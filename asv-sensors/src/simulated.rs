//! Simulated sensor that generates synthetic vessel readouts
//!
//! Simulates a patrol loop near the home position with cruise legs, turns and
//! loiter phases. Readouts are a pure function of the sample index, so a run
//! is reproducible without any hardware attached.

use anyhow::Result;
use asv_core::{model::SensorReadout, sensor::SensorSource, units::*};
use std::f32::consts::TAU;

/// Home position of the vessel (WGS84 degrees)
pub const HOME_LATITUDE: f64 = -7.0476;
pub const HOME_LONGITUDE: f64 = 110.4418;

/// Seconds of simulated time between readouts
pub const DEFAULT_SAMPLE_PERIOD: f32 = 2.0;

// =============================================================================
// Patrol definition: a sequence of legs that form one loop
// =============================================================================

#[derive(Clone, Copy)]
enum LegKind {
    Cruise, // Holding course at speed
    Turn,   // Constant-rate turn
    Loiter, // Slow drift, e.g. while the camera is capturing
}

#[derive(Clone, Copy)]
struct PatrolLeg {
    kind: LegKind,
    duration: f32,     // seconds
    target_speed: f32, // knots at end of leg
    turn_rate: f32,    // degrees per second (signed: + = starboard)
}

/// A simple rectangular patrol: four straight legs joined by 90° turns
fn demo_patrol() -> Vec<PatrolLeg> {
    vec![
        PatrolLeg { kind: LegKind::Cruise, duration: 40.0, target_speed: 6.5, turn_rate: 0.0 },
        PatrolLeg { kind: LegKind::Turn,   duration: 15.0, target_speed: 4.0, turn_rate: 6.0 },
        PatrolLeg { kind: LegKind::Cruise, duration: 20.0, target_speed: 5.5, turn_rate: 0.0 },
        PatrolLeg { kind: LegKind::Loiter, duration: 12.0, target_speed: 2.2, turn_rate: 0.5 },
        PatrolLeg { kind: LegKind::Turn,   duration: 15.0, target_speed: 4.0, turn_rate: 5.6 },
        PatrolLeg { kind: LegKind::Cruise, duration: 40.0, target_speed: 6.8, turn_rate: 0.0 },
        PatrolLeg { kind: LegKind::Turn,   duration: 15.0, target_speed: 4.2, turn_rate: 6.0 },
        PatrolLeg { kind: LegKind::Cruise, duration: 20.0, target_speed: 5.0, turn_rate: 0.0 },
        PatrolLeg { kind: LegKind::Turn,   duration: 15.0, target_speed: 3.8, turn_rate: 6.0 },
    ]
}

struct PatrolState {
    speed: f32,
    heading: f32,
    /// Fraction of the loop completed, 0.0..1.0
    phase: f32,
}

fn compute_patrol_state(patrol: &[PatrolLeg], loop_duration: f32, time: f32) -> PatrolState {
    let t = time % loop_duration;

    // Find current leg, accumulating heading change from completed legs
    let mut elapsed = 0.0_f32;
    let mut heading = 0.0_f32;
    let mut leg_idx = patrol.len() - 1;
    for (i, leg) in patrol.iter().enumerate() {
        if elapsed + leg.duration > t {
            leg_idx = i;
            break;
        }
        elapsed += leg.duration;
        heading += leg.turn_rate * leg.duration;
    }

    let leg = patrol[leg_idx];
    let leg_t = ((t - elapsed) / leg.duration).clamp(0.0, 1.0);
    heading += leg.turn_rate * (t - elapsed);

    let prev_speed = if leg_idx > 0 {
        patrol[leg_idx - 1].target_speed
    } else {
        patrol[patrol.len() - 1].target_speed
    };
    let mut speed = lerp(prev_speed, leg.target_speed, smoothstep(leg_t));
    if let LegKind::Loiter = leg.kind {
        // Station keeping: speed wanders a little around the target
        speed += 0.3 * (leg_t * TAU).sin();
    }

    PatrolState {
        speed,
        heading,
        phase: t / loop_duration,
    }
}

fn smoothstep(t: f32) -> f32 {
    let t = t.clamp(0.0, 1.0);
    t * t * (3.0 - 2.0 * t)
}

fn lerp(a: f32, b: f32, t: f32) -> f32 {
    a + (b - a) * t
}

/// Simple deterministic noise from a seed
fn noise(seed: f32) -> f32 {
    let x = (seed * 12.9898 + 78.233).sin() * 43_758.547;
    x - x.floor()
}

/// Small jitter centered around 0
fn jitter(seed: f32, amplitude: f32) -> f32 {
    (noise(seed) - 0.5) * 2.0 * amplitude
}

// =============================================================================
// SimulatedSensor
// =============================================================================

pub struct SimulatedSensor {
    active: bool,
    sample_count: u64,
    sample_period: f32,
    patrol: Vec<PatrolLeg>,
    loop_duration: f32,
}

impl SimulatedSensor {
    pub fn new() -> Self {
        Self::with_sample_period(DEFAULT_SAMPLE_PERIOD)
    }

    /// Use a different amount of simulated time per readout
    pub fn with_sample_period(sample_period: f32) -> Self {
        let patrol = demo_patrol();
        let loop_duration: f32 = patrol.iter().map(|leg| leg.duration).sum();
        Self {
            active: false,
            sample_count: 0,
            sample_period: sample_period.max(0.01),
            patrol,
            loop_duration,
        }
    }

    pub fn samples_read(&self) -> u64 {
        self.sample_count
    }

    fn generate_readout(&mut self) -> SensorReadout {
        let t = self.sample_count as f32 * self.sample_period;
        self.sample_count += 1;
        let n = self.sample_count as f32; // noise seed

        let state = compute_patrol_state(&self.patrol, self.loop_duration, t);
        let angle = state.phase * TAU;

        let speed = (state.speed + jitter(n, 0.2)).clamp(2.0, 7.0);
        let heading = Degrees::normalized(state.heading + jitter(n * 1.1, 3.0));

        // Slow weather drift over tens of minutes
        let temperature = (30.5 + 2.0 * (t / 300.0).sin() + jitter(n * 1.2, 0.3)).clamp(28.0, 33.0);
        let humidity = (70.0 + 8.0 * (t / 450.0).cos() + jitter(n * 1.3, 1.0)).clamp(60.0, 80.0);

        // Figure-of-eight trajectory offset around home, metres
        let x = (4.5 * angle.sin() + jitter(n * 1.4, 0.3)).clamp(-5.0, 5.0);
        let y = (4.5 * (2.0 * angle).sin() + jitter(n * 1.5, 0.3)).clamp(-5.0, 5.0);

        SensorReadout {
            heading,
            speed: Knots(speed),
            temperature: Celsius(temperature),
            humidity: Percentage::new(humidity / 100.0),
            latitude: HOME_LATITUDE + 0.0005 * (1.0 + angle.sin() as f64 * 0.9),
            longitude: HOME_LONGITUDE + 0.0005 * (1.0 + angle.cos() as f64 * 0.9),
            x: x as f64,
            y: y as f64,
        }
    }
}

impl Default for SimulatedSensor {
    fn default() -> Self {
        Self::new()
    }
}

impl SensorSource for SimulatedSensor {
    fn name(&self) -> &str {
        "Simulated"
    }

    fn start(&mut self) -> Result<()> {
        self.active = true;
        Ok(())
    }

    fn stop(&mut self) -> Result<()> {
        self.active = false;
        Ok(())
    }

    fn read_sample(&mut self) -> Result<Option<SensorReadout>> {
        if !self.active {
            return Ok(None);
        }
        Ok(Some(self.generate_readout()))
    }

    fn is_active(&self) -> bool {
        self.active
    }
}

*****

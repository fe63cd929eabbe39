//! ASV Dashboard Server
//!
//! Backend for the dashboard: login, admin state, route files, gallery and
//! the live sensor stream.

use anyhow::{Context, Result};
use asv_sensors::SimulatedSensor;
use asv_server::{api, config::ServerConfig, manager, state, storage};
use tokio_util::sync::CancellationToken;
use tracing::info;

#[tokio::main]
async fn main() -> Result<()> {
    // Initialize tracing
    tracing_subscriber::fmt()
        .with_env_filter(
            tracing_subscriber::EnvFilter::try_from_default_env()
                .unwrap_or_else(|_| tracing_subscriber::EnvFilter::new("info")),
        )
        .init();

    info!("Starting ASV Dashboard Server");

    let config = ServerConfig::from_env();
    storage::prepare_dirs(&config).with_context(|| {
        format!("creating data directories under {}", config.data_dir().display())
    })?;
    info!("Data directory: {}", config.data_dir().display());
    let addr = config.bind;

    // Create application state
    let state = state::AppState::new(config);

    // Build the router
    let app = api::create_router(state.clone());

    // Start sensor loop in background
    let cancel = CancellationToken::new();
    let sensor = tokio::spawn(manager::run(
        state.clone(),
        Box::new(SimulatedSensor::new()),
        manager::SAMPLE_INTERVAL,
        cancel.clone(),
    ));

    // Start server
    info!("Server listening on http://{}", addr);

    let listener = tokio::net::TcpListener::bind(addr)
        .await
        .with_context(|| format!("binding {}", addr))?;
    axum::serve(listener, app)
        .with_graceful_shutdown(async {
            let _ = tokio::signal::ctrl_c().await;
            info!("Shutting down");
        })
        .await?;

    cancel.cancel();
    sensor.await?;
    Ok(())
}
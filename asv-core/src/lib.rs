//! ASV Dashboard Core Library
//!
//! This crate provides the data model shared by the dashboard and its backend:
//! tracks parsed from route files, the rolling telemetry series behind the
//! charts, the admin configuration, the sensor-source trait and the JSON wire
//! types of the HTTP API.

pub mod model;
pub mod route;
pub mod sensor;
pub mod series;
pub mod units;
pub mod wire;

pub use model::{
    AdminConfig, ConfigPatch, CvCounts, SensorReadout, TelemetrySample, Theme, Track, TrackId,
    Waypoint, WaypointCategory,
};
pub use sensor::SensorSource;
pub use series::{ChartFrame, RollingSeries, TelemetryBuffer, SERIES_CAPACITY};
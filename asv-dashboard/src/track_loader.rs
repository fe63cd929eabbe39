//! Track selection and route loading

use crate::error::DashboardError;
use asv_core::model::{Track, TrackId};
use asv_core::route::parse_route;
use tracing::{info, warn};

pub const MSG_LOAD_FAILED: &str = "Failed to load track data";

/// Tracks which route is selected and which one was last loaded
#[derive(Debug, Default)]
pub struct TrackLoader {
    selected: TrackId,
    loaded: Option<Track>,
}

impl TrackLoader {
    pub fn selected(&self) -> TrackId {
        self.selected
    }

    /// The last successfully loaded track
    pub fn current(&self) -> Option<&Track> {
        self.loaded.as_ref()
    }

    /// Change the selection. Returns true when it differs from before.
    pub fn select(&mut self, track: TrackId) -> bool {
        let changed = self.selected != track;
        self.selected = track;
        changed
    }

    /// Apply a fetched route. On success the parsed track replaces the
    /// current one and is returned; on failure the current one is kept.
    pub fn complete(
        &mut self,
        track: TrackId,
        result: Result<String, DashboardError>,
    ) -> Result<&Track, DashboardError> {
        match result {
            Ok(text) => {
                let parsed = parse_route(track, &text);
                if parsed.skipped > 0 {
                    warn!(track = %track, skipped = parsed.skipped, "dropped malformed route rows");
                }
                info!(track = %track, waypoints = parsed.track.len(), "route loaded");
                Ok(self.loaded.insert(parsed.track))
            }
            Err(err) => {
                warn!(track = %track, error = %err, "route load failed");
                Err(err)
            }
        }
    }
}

*****

### Work instructions
The answer must be every line from the records above that contains "smoothstep".

### Problem solution
    let mut speed = lerp(prev_speed, leg.target_speed, smoothstep(leg_t));
fn smoothstep(t: f32) -> f32 {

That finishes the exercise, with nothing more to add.